Il aura fallu attendre les années 1990 pour qu'on prenne conscience des premières alertes sur le climat, de la contestation du multilatéralisme commercial et de la capacité de nouveaux acteurs (chinois, indien, brésilien etc.) désireux de disputer le leadership industriel américain. Le " business " a pris tout ce qu'il pouvait lors de la période facile mais il n'a pas su pour autant " penser le monde nouveau ".

L'échec de " l'autorégulation " a légitimé l'avènement d'un contre-pouvoir sociétal déterminant, coupant en deux le monde des affaires.

Il y a les entrepreneurs pionniers qui portent attention au " pouvoir de la société " et les conservateurs qui le nient quand ils ne le combattent pas. Le développement durable au plan politique mondial et la responsabilité sociétale des entreprises (RSE) au plan micro-économique, sont nés de cette fracturation ; cela débouche sur une alliance entreprise et société, devenue la clé d'une nouvelle dynamique des marchés conforme aux valeurs occidentales les plus progressistes et à une vision mieux partagée d'une planète confrontée à ses limites et ses souffrances.

Cette remise en cause débouche sur la prise en charge de ces fameuses externalités sociétales mises à jour par les économistes dès les années 1920 (Pigou) et dorénavant au cœur des travaux de certains Prix Nobel sur la régulation des marchés (Phells, Tirole). La conciliation entre création de valeur et gestion des biens communs est devenue une préoccupation de fond, conduisant à introduire des fiscalités correctrices indispensables. Dans cette nouvelle économie " durable ", on ne produit ni ne consomme de façon gaspilleuse, on ne conçoit pas les produits sans envisager leur fin de vie et on invite les salariés, les clients, les citoyens à partager cette sobriété collective, pour déboucher sur une répartition de la valeur plus équitable, ceci où que l'on soit dans le monde. Mais c'est encore un idéal face à un contexte dominant et majoritaire d'une économie de marché mondiale qui utilise inutilement 50% de la ressource et qui, pour les très grandes entreprises américaines - se font accepter grâce à une philanthropie massive qui évite d'avoir à remettre en cause des modèles lucratifs et inégalitaires, quand ils ne sont pas déloyaux.

Les principales ONG, les démarches pionnières et les initiatives régulatrices sont passée des Etats-Unis en Europe au début du XXIe siècle.

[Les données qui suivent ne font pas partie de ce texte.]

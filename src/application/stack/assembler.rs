use crate::application::stack::base::resolve_base;
use crate::application::stack::selector::select_latest_diff;
use crate::application::stack::walker::load_parents;
use crate::domain::{
    DiffId, DiffPhid, DiffSnapshot, PatchStack, PatchStackEntry, StackError, StackResult,
};
use crate::infra::conduit::Conduit;
use crate::infra::vcs::WorkingCopy;

/// Fetch `target` and every diff it depends on, then check the working copy
/// out at the resolved base.
///
/// The returned entries are ordered oldest ancestor first, `target` last.
/// The working copy is updated with a clean checkout but no patch is applied.
pub fn build_stack<C, W>(
    conduit: &C,
    working_copy: &W,
    target: &DiffSnapshot,
    default_base: &str,
) -> StackResult<PatchStack>
where
    C: Conduit + ?Sized,
    W: WorkingCopy + ?Sized,
{
    // Diffs from the target down to its root, in insertion order.
    let mut patches: Vec<(DiffPhid, DiffId)> = vec![(target.phid.clone(), target.id)];

    let parents = load_parents(conduit, &target.revision_phid)?;
    let mut parent_diffs = Vec::with_capacity(parents.len());
    for parent in &parents {
        log::info!("Loading parent diff for {parent}");
        let diff = select_latest_diff(conduit, parent)?;
        insert_ordered(&mut patches, diff.phid.clone(), diff.id);
        parent_diffs.push(diff);
    }

    let base = resolve_base(target, &parent_diffs, working_copy, default_base);

    let mut entries = Vec::with_capacity(patches.len());
    for (diff_phid, diff_id) in patches {
        let patch = conduit.load_raw_diff(diff_id)?;
        entries.push(PatchStackEntry {
            diff_phid,
            diff_id,
            patch,
        });
    }

    log::info!("Updating repo to revision {}", base.revision);
    let checkout_error = |source| StackError::Checkout {
        revision: base.revision.clone(),
        source,
    };
    working_copy
        .checkout(&base.revision, true)
        .map_err(checkout_error)?;
    let current = working_copy.current_revision().map_err(checkout_error)?;
    log::info!("Updated repo to revision {}", current.node);

    entries.reverse();
    Ok(PatchStack {
        base: base.revision,
        base_fallback: base.fallback,
        working_copy: current,
        entries,
    })
}

/// Insert keeping first-insertion position; a repeated key only updates its value.
fn insert_ordered(patches: &mut Vec<(DiffPhid, DiffId)>, phid: DiffPhid, id: DiffId) {
    match patches.iter_mut().find(|(existing, _)| *existing == phid) {
        Some(slot) => slot.1 = id,
        None => patches.push((phid, id)),
    }
}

Une nouvelle façon de penser l'entreprise " en société ", se répand largement et notamment dans la façon de penser des jeunes générations. Ce changement culturel a légitimé un courant normatif qui a produit en deux décennies un "autre management responsable ", organisé à partir de référentiels de base (norme ISO 26000[1] principes directeurs de l'OCDE, Global Compact des Nations unies[2], GRI[3], etc.), et qui s'est structuré à travers une information complémentaire dans les bilans, dite " extra-financière ", permettant de mesurer les réalités et les progrès des impacts sociétaux des grandes entreprises. La directive européenne 95/2014[4]consacre cette avancée dans l'affichage de la valeur globale comme approche de la vraie réussite entrepreneuriale. Elle a été transposée en France en 2017[5].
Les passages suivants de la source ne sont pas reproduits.